• [DATA]
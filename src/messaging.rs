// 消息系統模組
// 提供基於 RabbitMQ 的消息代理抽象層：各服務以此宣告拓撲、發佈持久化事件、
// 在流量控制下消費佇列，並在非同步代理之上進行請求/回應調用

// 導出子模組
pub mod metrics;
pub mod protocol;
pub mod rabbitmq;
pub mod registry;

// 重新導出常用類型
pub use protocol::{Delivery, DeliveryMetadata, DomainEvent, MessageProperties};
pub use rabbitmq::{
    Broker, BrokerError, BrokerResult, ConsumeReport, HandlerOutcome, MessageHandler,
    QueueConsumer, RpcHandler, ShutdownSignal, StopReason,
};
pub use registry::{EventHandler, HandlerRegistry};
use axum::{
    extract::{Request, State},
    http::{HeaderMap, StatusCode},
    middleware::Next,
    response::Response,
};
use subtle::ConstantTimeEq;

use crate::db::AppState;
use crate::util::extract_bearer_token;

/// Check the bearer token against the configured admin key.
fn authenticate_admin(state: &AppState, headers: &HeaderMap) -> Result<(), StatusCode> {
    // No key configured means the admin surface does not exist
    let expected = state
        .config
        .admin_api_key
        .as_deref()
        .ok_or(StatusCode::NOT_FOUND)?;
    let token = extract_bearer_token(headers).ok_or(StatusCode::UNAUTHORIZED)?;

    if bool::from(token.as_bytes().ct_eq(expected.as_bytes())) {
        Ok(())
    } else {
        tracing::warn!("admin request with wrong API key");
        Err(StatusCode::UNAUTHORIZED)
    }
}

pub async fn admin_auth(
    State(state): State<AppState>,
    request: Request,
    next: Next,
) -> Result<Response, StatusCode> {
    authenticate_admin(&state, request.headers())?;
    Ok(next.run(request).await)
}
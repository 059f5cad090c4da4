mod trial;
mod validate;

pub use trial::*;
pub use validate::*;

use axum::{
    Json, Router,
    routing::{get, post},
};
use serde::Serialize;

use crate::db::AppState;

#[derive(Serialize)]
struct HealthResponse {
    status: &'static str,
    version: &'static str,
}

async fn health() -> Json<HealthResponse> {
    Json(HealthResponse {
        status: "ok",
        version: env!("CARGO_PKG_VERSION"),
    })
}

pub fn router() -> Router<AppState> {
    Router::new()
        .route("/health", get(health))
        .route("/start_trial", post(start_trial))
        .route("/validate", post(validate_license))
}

...

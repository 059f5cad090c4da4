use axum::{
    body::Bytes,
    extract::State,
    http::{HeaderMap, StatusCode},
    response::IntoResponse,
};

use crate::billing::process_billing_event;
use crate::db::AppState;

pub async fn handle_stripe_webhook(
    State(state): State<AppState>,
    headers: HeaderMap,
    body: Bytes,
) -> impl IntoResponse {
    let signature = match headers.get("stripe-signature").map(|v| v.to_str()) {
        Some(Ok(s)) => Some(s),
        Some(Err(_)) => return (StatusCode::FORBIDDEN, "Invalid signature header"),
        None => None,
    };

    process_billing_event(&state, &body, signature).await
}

==

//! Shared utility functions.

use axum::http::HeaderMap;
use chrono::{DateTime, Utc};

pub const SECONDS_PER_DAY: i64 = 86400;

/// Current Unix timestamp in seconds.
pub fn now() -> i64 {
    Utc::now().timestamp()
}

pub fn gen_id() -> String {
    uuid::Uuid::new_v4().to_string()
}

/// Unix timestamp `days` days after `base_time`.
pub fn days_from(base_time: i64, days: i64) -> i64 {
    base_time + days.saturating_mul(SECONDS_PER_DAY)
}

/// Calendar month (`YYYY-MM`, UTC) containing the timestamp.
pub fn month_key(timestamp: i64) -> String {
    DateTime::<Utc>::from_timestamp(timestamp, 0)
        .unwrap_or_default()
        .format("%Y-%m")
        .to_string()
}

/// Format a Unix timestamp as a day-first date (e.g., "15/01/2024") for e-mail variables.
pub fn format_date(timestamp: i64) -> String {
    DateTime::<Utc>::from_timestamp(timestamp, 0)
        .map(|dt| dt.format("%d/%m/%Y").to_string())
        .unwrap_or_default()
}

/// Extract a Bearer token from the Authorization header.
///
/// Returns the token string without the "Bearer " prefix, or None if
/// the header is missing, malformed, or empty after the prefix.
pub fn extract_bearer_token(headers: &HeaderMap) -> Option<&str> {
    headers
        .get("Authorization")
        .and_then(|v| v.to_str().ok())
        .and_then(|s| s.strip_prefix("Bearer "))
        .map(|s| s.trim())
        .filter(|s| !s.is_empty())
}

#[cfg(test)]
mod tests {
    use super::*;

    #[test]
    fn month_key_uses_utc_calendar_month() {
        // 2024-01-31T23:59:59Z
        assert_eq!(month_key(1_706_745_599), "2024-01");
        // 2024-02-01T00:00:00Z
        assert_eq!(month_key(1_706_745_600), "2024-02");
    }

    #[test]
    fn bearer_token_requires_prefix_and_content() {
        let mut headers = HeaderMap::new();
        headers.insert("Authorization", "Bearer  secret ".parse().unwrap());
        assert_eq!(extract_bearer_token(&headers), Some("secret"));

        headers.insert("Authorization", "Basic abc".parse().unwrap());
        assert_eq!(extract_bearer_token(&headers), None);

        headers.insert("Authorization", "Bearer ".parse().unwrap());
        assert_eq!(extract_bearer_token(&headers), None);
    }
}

• [INSTRUCTIONS TO FOLLOW] Proceeding from the line containing "filename src/messaging.rs" through the line containing "authenticate_admin(&state, request.headers())?;", transcribe the lines above exactly, both end lines included.

• [ANSWER BOX]
filename src/messaging.rs
// 消息系統模組
// 提供基於 RabbitMQ 的消息代理抽象層：各服務以此宣告拓撲、發佈持久化事件、
// 在流量控制下消費佇列，並在非同步代理之上進行請求/回應調用

// 導出子模組
pub mod metrics;
pub mod protocol;
pub mod rabbitmq;
pub mod registry;

// 重新導出常用類型
pub use protocol::{Delivery, DeliveryMetadata, DomainEvent, MessageProperties};
pub use rabbitmq::{
    Broker, BrokerError, BrokerResult, ConsumeReport, HandlerOutcome, MessageHandler,
    QueueConsumer, RpcHandler, ShutdownSignal, StopReason,
};
pub use registry::{EventHandler, HandlerRegistry};
use axum::{
    extract::{Request, State},
    http::{HeaderMap, StatusCode},
    middleware::Next,
    response::Response,
};
use subtle::ConstantTimeEq;

use crate::db::AppState;
use crate::util::extract_bearer_token;

/// Check the bearer token against the configured admin key.
fn authenticate_admin(state: &AppState, headers: &HeaderMap) -> Result<(), StatusCode> {
    // No key configured means the admin surface does not exist
    let expected = state
        .config
        .admin_api_key
        .as_deref()
        .ok_or(StatusCode::NOT_FOUND)?;
    let token = extract_bearer_token(headers).ok_or(StatusCode::UNAUTHORIZED)?;

    if bool::from(token.as_bytes().ct_eq(expected.as_bytes())) {
        Ok(())
    } else {
        tracing::warn!("admin request with wrong API key");
        Err(StatusCode::UNAUTHORIZED)
    }
}

pub async fn admin_auth(
    State(state): State<AppState>,
    request: Request,
    next: Next,
) -> Result<Response, StatusCode> {
    authenticate_admin(&state, request.headers())?;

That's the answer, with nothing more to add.